Pour les cinéphiles, la seule interprétation valable de La Belle et la bête est celle que Cocteau en fit dans un film sublime qui, près de 70 ans plus tard, n’a pas pris une ride. Rappelons les grandes lignes de cette histoire pas ordinaire.

Veuf, et donc monoparental, un père de six enfants (André Dussolier dans cette nouvelle version signée Christophe Gans) – trois garçons turbulents, deux filles laides et méchantes et Belle (Léa Seydoux), la plus jeune, aussi belle que bonne – est subitement ruiné. Boum, le pater dégringole de son piédestal parental. Sur une promesse d’argent, le papa déchu quitte le foyer familial. La transaction espérée ne donne pas les résultats escomptés et il repart la queue entre les jambes. Au point qu’il en perd le nord et se retrouve en pleine forêt, prisonnier d’une brute épaisse (Vincent Cassel), qui marchande sa vie contre celle de la cadette. Pensant gagner du temps, le père indigne accepte et rentre chez lui. La dite cadette, encore éperdue d’amour pour son papa chéri, file en douce et débarque, apeurée mais néanmoins intriguée, chez le monstre. Elle le trouve vraiment laid mais, comment dire, il a un je ne sais quoi qui la retient. Au point qu’elle s’installe à demeure mais pas touche, bas les pattes, il a beau lui offrir une robe chaque soir, on se calme.

Bête prend son mâle en patience mais Belle tourne en rond et demande à revoir son père. Le velu acquiesce à une condition : qu’elle lui revienne le lendemain, à la même heure, sinon, il en mourra. L’aimée est touchée mais part tout de même. Revenue chez elle, la pucelle retarde son retour au château jusqu’à se dire que, tout de même, malgré qu’elle soit « si laide et qu’elle ait si peu d’esprit » (dans le texte, comprenne ce qu’on voudra), cette Bête est si bonne qu’elle mérite d’être aimée. Belle retourne au château in extremis et sauve le bestiau affligé d’une mort imminente en lui offrant son amour pur et vierge. La Bête redevient le beau prince charmant à qui une fée avait jeté un sort. Ravie dans tous les sens du terme, Belle se félicite de son intuition féminine et la nuit de noces peut enfin avoir lieu.
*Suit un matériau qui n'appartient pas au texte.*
//! # Validator
//!
//! Structural, naming, kind-specific, cross-reference, and cycle checks
//! over a parsed [`ResourceSet`]. Every rule runs; the result carries all
//! errors or none, so users fix a configuration in one round trip.
//!
//! Errors are structured (`path`, `message`, category); warnings (empty
//! stack, orphan components) never fail validation.

mod rules;

use std::collections::BTreeMap;
use std::fmt;

use crate::graph::{DependencyGraph, GraphError};
use crate::parser::{extract_implicit_refs, ResourceSet};
use crate::schema::{ComponentSpec, Kind};
use crate::types::{ComponentName, NameError, ServiceName, StackName};

// ============================================================================
// VALIDATION ERRORS
// ============================================================================

/// One structured validation failure
#[derive(Debug, Clone, PartialEq)]
pub struct ValidationError {
    /// Where in the resource tree, e.g. `backend/db.spec.engine`
    pub path: String,
    pub message: String,
    pub category: ErrorCategory,
}

#[derive(Debug, Clone, Copy, PartialEq, Eq)]
pub enum ErrorCategory {
    Naming,
    Structure,
    KindRule,
    Reference,
    Cycle,
}

impl ErrorCategory {
    pub fn as_str(&self) -> &'static str {
        match self {
            ErrorCategory::Naming => "naming",
            ErrorCategory::Structure => "structure",
            ErrorCategory::KindRule => "kind",
            ErrorCategory::Reference => "reference",
            ErrorCategory::Cycle => "cycle",
        }
    }
}

impl fmt::Display for ValidationError {
    fn fmt(&self, f: &mut fmt::Formatter<'_>) -> fmt::Result {
        write!(f, "[{}] {}: {}", self.category.as_str(), self.path, self.message)
    }
}

/// Aggregate result: all errors, or none
#[derive(Debug, Clone, Default, PartialEq)]
pub struct ValidationReport {
    pub errors: Vec<ValidationError>,
    pub warnings: Vec<String>,
}

impl ValidationReport {
    pub fn is_valid(&self) -> bool {
        self.errors.is_empty()
    }

    pub fn push(&mut self, path: impl Into<String>, category: ErrorCategory, message: impl Into<String>) {
        self.errors.push(ValidationError {
            path: path.into(),
            message: message.into(),
            category,
        });
    }

    pub fn warn(&mut self, message: impl Into<String>) {
        self.warnings.push(message.into());
    }

    /// Errors of one category, for targeted assertions
    pub fn by_category(&self, category: ErrorCategory) -> Vec<&ValidationError> {
        self.errors
            .iter()
            .filter(|e| e.category == category)
            .collect()
    }
}

impl fmt::Display for ValidationReport {
    fn fmt(&self, f: &mut fmt::Formatter<'_>) -> fmt::Result {
        writeln!(f, "validation failed with {} error(s):", self.errors.len())?;
        for error in &self.errors {
            writeln!(f, "  {error}")?;
        }
        Ok(())
    }
}

impl std::error::Error for ValidationReport {}

// ============================================================================
// VALIDATOR
// ============================================================================

#[derive(Debug, Default)]
pub struct Validator;

impl Validator {
    pub fn new() -> Self {
        Self
    }

    /// Run every check over the resource set
    pub fn validate(&self, set: &ResourceSet) -> ValidationReport {
        let mut report = ValidationReport::default();

        self.check_stack(set, &mut report);
        self.check_names_and_uniqueness(set, &mut report);
        self.check_services(set, &mut report);
        for component in &set.components {
            let path = component_path(component.service(), component.name());
            rules::check_component(component, &path, &mut report);
        }
        self.check_references(set, &mut report);
        self.check_cycles(set, &mut report);

        report
    }

    fn check_stack(&self, set: &ResourceSet, report: &mut ValidationReport) {
        let path = set.stack_name().to_string();
        if let ComponentSpec::Stack(spec) = &set.stack.spec {
            if !matches!(spec.provider.name.as_str(), "aws" | "azure" | "gcp") {
                report.push(
                    format!("{path}.spec.provider.name"),
                    ErrorCategory::Structure,
                    format!(
                        "unsupported provider '{}': expected aws, azure, or gcp",
                        spec.provider.name
                    ),
                );
            }
            if spec.provider.region.trim().is_empty() {
                report.push(
                    format!("{path}.spec.provider.region"),
                    ErrorCategory::Structure,
                    "region is required",
                );
            }
        }
        if set.components.is_empty() {
            report.warn(format!("stack '{}' declares no components", set.stack_name()));
        }
    }

    fn check_names_and_uniqueness(&self, set: &ResourceSet, report: &mut ValidationReport) {
        if let Err(err) = StackName::new(set.stack_name()) {
            report.push(set.stack_name(), ErrorCategory::Naming, name_message(&err));
        }

        let mut service_names: BTreeMap<&str, usize> = BTreeMap::new();
        for service in &set.services {
            if let Err(err) = ServiceName::new(service.name()) {
                report.push(service.name(), ErrorCategory::Naming, name_message(&err));
            }
            *service_names.entry(service.name()).or_insert(0) += 1;
        }
        for (name, count) in service_names {
            if count > 1 {
                report.push(
                    name,
                    ErrorCategory::Structure,
                    format!("service name '{name}' is declared {count} times in the stack"),
                );
            }
        }

        // Component names are graph node ids: unique within the service
        // scope and across the whole stack.
        let mut scoped: BTreeMap<(String, &str), usize> = BTreeMap::new();
        let mut global: BTreeMap<&str, usize> = BTreeMap::new();
        for component in &set.components {
            let path = component_path(component.service(), component.name());
            if let Err(err) = ComponentName::new(component.name()) {
                report.push(path.clone(), ErrorCategory::Naming, name_message(&err));
            }
            let scope = component.service().unwrap_or_default().to_string();
            *scoped.entry((scope, component.name())).or_insert(0) += 1;
            *global.entry(component.name()).or_insert(0) += 1;
        }
        for ((service, name), count) in &scoped {
            if *count > 1 {
                report.push(
                    component_path(Some(service.as_str()), name),
                    ErrorCategory::Structure,
                    format!("component name '{name}' is declared {count} times in service '{service}'"),
                );
            }
        }
        for (name, count) in global {
            if count > 1 && !scoped.iter().any(|((_, n), c)| *n == name && *c > 1) {
                report.push(
                    name,
                    ErrorCategory::Structure,
                    format!("component name '{name}' is used in more than one service; names must be stack-unique"),
                );
            }
        }
    }

    fn check_services(&self, set: &ResourceSet, report: &mut ValidationReport) {
        for service in &set.services {
            let has_components = set
                .components
                .iter()
                .any(|c| c.service() == Some(service.name()));
            let marked_empty = matches!(&service.spec, ComponentSpec::Service(s) if s.empty);
            if !has_components && !marked_empty {
                report.push(
                    service.name(),
                    ErrorCategory::Structure,
                    format!(
                        "service '{}' declares no components; set spec.empty if intentional",
                        service.name()
                    ),
                );
            }
        }
    }

    fn check_references(&self, set: &ResourceSet, report: &mut ValidationReport) {
        for component in &set.components {
            let path = component_path(component.service(), component.name());
            for target in &component.depends_on {
                if set.component(target).is_none() {
                    report.push(
                        format!("{path}.dependsOn"),
                        ErrorCategory::Reference,
                        format!("dependsOn target '{target}' does not exist"),
                    );
                }
            }
            for implicit in extract_implicit_refs(component) {
                if set.component(&implicit.component).is_none() {
                    let what = match &implicit.output {
                        Some(output) => format!("output '{}.{output}'", implicit.component),
                        None => format!("component '{}'", implicit.component),
                    };
                    report.push(
                        path.clone(),
                        ErrorCategory::Reference,
                        format!("reference to unknown {what}"),
                    );
                }
            }
        }
    }

    fn check_cycles(&self, set: &ResourceSet, report: &mut ValidationReport) {
        let graph = DependencyGraph::from_resources(set);
        if let Err(GraphError::CycleDetected { path }) = graph.ensure_acyclic() {
            report.push(
                path.first().cloned().unwrap_or_default(),
                ErrorCategory::Cycle,
                format!("dependency cycle: {}", path.join(" → ")),
            );
        }
    }
}

fn component_path(service: Option<&str>, name: &str) -> String {
    match service {
        Some(service) => format!("{service}/{name}"),
        None => name.to_string(),
    }
}

fn name_message(err: &NameError) -> String {
    err.to_string()
}

// ============================================================================
// TESTS
// ============================================================================

#[cfg(test)]
mod tests {
    use super::*;
    use crate::parser::parse_documents;
    use std::path::PathBuf;

    fn set_from(yaml: &str) -> ResourceSet {
        let docs = parse_documents(yaml, &PathBuf::from("test.yaml")).unwrap();
        let stack = docs.iter().find(|d| d.kind == Kind::Stack).cloned().unwrap();
        let services = docs.iter().filter(|d| d.kind == Kind::Service).cloned().collect();
        let mut components: Vec<_> =
            docs.into_iter().filter(|d| d.kind.is_component()).collect();
        for c in &mut components {
            c.metadata.stack.get_or_insert_with(|| "app".into());
            c.metadata.service.get_or_insert_with(|| "backend".into());
        }
        ResourceSet {
            stack,
            services,
            components,
            variables: Default::default(),
            source_checksum: String::new(),
        }
    }

    const STACK_HEADER: &str = r#"
kind: Stack
metadata: {name: app}
spec:
  provider: {name: aws, region: us-east-1}
---
kind: Service
metadata: {name: backend}
---
"#;

    #[test]
    fn test_valid_two_component_stack() {
        let set = set_from(&format!(
            "{STACK_HEADER}
kind: RDS
metadata: {{name: db}}
spec:
  engine: postgres
  allocatedStorage: 20
  passwordSecret: arn:aws:secretsmanager:us-east-1:123456789012:secret:db
---
kind: MicroService
metadata: {{name: api}}
dependsOn: [db]
spec:
  image: {{repository: registry.example.com/api}}
  platform: fargate
  ports: [{{name: http, containerPort: 8080}}]
  healthCheck: {{path: /healthz}}
"
        ));
        let report = Validator::new().validate(&set);
        assert!(report.is_valid(), "unexpected errors: {report}");
    }

    #[test]
    fn test_duplicate_component_name_fails() {
        let set = set_from(&format!(
            "{STACK_HEADER}
kind: SQS
metadata: {{name: orders}}
---
kind: SQS
metadata: {{name: orders}}
"
        ));
        let report = Validator::new().validate(&set);
        assert!(!report.is_valid());
        assert!(!report.by_category(ErrorCategory::Structure).is_empty());
    }

    #[test]
    fn test_missing_depends_on_target_is_reference_error() {
        let set = set_from(&format!(
            "{STACK_HEADER}
kind: SQS
metadata: {{name: orders}}
dependsOn: [ghost]
"
        ));
        let report = Validator::new().validate(&set);
        let refs = report.by_category(ErrorCategory::Reference);
        assert_eq!(refs.len(), 1);
        assert!(refs[0].message.contains("ghost"));
        assert!(refs[0].path.contains("orders"));
    }

    #[test]
    fn test_cycle_reported_with_path() {
        let set = set_from(&format!(
            "{STACK_HEADER}
kind: SQS
metadata: {{name: a}}
dependsOn: [b]
---
kind: SQS
metadata: {{name: b}}
dependsOn: [c]
---
kind: SQS
metadata: {{name: c}}
dependsOn: [a]
"
        ));
        let report = Validator::new().validate(&set);
        let cycles = report.by_category(ErrorCategory::Cycle);
        assert_eq!(cycles.len(), 1);
        assert!(cycles[0].message.contains("→"));
    }

    #[test]
    fn test_unsupported_provider_rejected() {
        let set = set_from(
            r#"
kind: Stack
metadata: {name: app}
spec:
  provider: {name: hetzner, region: eu-central}
---
kind: Service
metadata: {name: backend}
---
kind: SQS
metadata: {name: q}
"#,
        );
        let report = Validator::new().validate(&set);
        assert!(report
            .by_category(ErrorCategory::Structure)
            .iter()
            .any(|e| e.message.contains("hetzner")));
    }

    #[test]
    fn test_bad_component_name_is_naming_error() {
        let set = set_from(&format!(
            "{STACK_HEADER}
kind: SQS
metadata: {{name: Bad_Name}}
"
        ));
        let report = Validator::new().validate(&set);
        assert!(!report.by_category(ErrorCategory::Naming).is_empty());
    }

    #[test]
    fn test_all_errors_collected_before_abort() {
        let set = set_from(&format!(
            "{STACK_HEADER}
kind: SQS
metadata: {{name: Bad_Name}}
---
kind: SQS
metadata: {{name: orders}}
dependsOn: [ghost]
"
        ));
        let report = Validator::new().validate(&set);
        // Naming and reference failures surface together.
        assert!(!report.by_category(ErrorCategory::Naming).is_empty());
        assert!(!report.by_category(ErrorCategory::Reference).is_empty());
    }
}
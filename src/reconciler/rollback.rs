//! # Rollback Transaction
//!
//! Append-only log of reversible actions recorded during an apply, safe
//! for concurrent append from stage workers. Opened at apply start,
//! cleared on success, consumed LIFO on failure:
//!
//! - `created` reverses to a delete
//! - `updated` reverses to re-applying the before-state
//! - `deleted` reverses to a best-effort recreate from the before-state
//!
//! Reversal is never nested; errors during reversal are collected while
//! the remaining actions continue.

use std::sync::Mutex;

use thiserror::Error;

use crate::schema::Kind;
use crate::state::ResourceState;

// ============================================================================
// ACTIONS
// ============================================================================

/// What the apply did, and therefore how to undo it
#[derive(Debug, Clone, Copy, PartialEq, Eq)]
pub enum ActionKind {
    Created,
    Updated,
    Deleted,
}

/// One reversible step
#[derive(Debug, Clone)]
pub struct RollbackAction {
    pub kind: ActionKind,
    pub resource_id: String,
    pub resource_kind: Kind,
    /// State before the action; absent for creations
    pub before: Option<ResourceState>,
    /// State after the action; absent for deletions
    pub after: Option<ResourceState>,
}

/// Failure while reversing one action; reversal continues past it
#[derive(Debug, Error)]
#[error("rollback of {resource_id} failed: {message}")]
pub struct RollbackError {
    pub resource_id: String,
    pub message: String,
}

// ============================================================================
// LOG
// ============================================================================

/// Concurrent append-only rollback log
#[derive(Debug, Default)]
pub struct RollbackLog {
    actions: Mutex<Vec<RollbackAction>>,
}

impl RollbackLog {
    pub fn new() -> Self {
        Self::default()
    }

    /// Record an action; called from stage workers as mutations land
    pub fn record(&self, action: RollbackAction) {
        self.actions.lock().expect("rollback log lock").push(action);
    }

    pub fn len(&self) -> usize {
        self.actions.lock().expect("rollback log lock").len()
    }

    pub fn is_empty(&self) -> bool {
        self.len() == 0
    }

    /// Consume the log in reverse (LIFO) order
    pub fn drain_lifo(&self) -> Vec<RollbackAction> {
        let mut actions = std::mem::take(&mut *self.actions.lock().expect("rollback log lock"));
        actions.reverse();
        actions
    }

    /// Drop all recorded actions (successful apply)
    pub fn clear(&self) {
        self.actions.lock().expect("rollback log lock").clear();
    }
}

// ============================================================================
// TESTS
// ============================================================================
En 1946, Cocteau prit une histoire pour enfants et en fit un conte pour adultes. Ici, Christophe Gans s’inspire, dit-il, du récit de Gabrielle-Suzanne de Villeneuve et en tire un film qui, d’un côté, prétend avoir la simplicité d’une fable ancienne et, de l’autre, en souligne à gros traits la dimension symbolique et en évacue le mystère. Film de genre, soit, mais on peut aussi faire dans la nuance.

Pas besoin d’avoir lu Psychanalyse des contes de fées, de Bruno Bettelheim, pour comprendre que La Belle et la bête parle de puberté angoissante, de cauchemars érotiques et de sexualité naissante où les jeunes filles en fleurs déclenchent des cataclysmes, en elles et autour d’elles. Dans le même domaine, Carrie et L’exorciste sont déjà passés par là, pour ne parler que de ces deux films-là. Ici, avec le cinéaste du Pacte des loups, c’est Psychanalyse des contes de fées pour les nuls : Belle s’approche d’une membrane aqueuse recouvrant une ouverture en forme d’amande verticale, puis, elle foule un tapis de pétales de roses d’un rouge sanguinolent et, au cas où on ne l’aurait pas compris, elle se pique et une goutte de sang tombe sur son soulier.

Les dialogues sont à l’avenant, d’une trivialité affligeante : « La porte était ouverte, je suis entré », clame le père en entrant dans le palais de la Bête; « Laquelle? » demande la Belle, mutine, lorsque la Bête lui ordonne d’une voix d’outre-tombe : « Donnez-moi votre main ». Cassel a l’air d’un lendemain de veille, Léa Seydoux est frémissante à souhait, tandis que les statues sourient et que des chiots disneyens gambadent dans le château. C’est La Belle et la Bête, version Télétubbies.

Et que dire de la finale où l’on apprend que ce récit fantastique n’est qu’une histoire racontée par une  jeune mère au foyer (Seydoux) à ses deux bambins avant qu’elle n’aille border son vieux père (Dussolier) et rejoindre son mari (Cassel) au jardin. Somme toute, une jeune fille propre sur elle peut bien fantasmer sur une bête poilue, mais son véritable bonheur ne peut être que matrimonial. Même Disney n’avait pas osé aller jusque-là…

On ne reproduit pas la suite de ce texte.